What you should do: Every line containing "priority" should be copied out. Go through the entries and find them.

[Collected data entries]
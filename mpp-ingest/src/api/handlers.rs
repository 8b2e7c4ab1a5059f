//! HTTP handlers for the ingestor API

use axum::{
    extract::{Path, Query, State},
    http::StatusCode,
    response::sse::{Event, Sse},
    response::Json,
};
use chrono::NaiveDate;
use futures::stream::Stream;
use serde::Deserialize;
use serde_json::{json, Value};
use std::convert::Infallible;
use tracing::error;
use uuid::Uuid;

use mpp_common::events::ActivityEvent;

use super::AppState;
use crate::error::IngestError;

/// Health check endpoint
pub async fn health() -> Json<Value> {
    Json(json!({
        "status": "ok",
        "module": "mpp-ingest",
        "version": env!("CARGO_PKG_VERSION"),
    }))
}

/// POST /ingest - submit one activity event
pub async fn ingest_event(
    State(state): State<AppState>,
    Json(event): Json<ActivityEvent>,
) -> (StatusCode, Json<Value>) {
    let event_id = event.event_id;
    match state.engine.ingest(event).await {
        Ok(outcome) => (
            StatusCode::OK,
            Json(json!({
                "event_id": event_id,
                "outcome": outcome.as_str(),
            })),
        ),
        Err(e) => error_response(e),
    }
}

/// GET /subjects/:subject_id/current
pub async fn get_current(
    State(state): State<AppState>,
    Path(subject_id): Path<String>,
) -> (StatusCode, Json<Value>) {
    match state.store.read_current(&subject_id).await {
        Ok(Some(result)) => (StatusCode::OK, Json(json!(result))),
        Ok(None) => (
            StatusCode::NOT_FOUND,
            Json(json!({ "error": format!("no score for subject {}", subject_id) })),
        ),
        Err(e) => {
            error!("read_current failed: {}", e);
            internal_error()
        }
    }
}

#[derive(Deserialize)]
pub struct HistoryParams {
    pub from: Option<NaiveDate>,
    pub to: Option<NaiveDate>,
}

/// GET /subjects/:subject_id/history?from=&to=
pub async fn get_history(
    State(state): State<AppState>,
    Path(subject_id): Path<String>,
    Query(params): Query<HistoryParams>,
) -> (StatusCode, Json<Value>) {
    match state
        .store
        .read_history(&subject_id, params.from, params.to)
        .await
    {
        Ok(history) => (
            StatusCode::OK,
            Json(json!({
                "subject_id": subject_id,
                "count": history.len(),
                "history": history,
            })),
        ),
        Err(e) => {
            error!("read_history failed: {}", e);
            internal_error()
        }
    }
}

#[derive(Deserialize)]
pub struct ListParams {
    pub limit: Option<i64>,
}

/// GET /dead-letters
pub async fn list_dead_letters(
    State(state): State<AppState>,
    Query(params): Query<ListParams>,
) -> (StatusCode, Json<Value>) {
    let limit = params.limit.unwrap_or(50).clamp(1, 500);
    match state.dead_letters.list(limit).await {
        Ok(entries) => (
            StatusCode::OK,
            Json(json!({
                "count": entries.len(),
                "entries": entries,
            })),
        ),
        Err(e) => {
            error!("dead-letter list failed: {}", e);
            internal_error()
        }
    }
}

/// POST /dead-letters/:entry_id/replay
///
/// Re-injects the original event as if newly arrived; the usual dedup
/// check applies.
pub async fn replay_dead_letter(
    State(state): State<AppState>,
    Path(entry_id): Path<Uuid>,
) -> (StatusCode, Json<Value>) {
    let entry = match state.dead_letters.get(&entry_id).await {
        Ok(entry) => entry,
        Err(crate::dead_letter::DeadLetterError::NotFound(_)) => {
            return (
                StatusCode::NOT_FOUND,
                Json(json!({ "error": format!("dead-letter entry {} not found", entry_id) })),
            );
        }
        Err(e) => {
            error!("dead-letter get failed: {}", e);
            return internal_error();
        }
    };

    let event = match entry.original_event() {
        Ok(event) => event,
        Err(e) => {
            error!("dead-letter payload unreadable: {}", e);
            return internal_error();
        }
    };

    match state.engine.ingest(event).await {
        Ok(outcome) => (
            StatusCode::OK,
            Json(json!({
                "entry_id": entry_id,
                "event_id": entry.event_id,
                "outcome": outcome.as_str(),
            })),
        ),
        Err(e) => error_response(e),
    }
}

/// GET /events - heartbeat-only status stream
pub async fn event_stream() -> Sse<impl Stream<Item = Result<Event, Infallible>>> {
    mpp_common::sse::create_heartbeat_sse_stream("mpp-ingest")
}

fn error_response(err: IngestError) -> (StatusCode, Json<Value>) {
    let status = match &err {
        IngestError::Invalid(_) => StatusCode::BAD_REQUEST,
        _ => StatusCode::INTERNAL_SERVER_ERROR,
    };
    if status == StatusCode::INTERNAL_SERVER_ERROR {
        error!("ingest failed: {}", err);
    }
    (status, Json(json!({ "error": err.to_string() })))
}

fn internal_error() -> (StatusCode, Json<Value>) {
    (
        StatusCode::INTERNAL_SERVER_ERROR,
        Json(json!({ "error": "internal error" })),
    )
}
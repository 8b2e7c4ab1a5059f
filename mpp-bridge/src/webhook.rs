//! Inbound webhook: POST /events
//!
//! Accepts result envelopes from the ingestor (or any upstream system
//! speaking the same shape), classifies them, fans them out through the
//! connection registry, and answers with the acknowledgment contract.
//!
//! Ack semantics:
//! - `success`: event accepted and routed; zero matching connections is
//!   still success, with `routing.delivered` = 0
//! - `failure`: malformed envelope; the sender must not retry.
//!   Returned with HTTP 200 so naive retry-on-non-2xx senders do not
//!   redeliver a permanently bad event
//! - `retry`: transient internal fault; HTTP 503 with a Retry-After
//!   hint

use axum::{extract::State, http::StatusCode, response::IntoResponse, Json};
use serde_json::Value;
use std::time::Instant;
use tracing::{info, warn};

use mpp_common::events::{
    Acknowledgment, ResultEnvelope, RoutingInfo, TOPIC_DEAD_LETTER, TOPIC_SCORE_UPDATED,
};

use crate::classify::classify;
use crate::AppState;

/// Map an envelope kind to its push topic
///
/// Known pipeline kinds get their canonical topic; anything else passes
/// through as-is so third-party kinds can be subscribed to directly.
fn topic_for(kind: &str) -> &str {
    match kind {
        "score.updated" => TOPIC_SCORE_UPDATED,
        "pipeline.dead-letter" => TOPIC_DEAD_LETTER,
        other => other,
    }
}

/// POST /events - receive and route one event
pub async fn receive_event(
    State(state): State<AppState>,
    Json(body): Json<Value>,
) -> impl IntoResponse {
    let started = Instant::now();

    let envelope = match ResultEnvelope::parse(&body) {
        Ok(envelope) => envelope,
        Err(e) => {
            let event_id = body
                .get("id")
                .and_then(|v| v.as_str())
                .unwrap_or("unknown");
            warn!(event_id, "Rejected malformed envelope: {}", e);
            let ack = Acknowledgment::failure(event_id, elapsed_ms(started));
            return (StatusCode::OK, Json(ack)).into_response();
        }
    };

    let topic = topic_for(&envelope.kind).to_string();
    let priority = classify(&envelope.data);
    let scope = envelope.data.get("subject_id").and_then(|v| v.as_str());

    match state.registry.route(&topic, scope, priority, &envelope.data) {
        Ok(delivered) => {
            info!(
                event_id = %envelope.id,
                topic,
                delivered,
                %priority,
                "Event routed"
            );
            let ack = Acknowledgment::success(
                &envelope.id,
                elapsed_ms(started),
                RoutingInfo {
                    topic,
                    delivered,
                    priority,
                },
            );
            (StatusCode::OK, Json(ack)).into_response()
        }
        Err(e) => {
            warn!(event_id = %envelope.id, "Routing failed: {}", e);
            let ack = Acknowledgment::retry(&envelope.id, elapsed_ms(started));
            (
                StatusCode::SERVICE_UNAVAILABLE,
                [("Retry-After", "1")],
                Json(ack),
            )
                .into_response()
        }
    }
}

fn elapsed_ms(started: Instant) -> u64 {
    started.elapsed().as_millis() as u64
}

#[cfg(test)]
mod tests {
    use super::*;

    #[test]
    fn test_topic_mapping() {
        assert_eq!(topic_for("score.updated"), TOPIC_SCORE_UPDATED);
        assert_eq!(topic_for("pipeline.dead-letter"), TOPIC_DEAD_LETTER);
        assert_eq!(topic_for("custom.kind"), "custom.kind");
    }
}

Your solution:
    let priority = classify(&envelope.data);
    match state.registry.route(&topic, scope, priority, &envelope.data) {
                %priority,
                    priority,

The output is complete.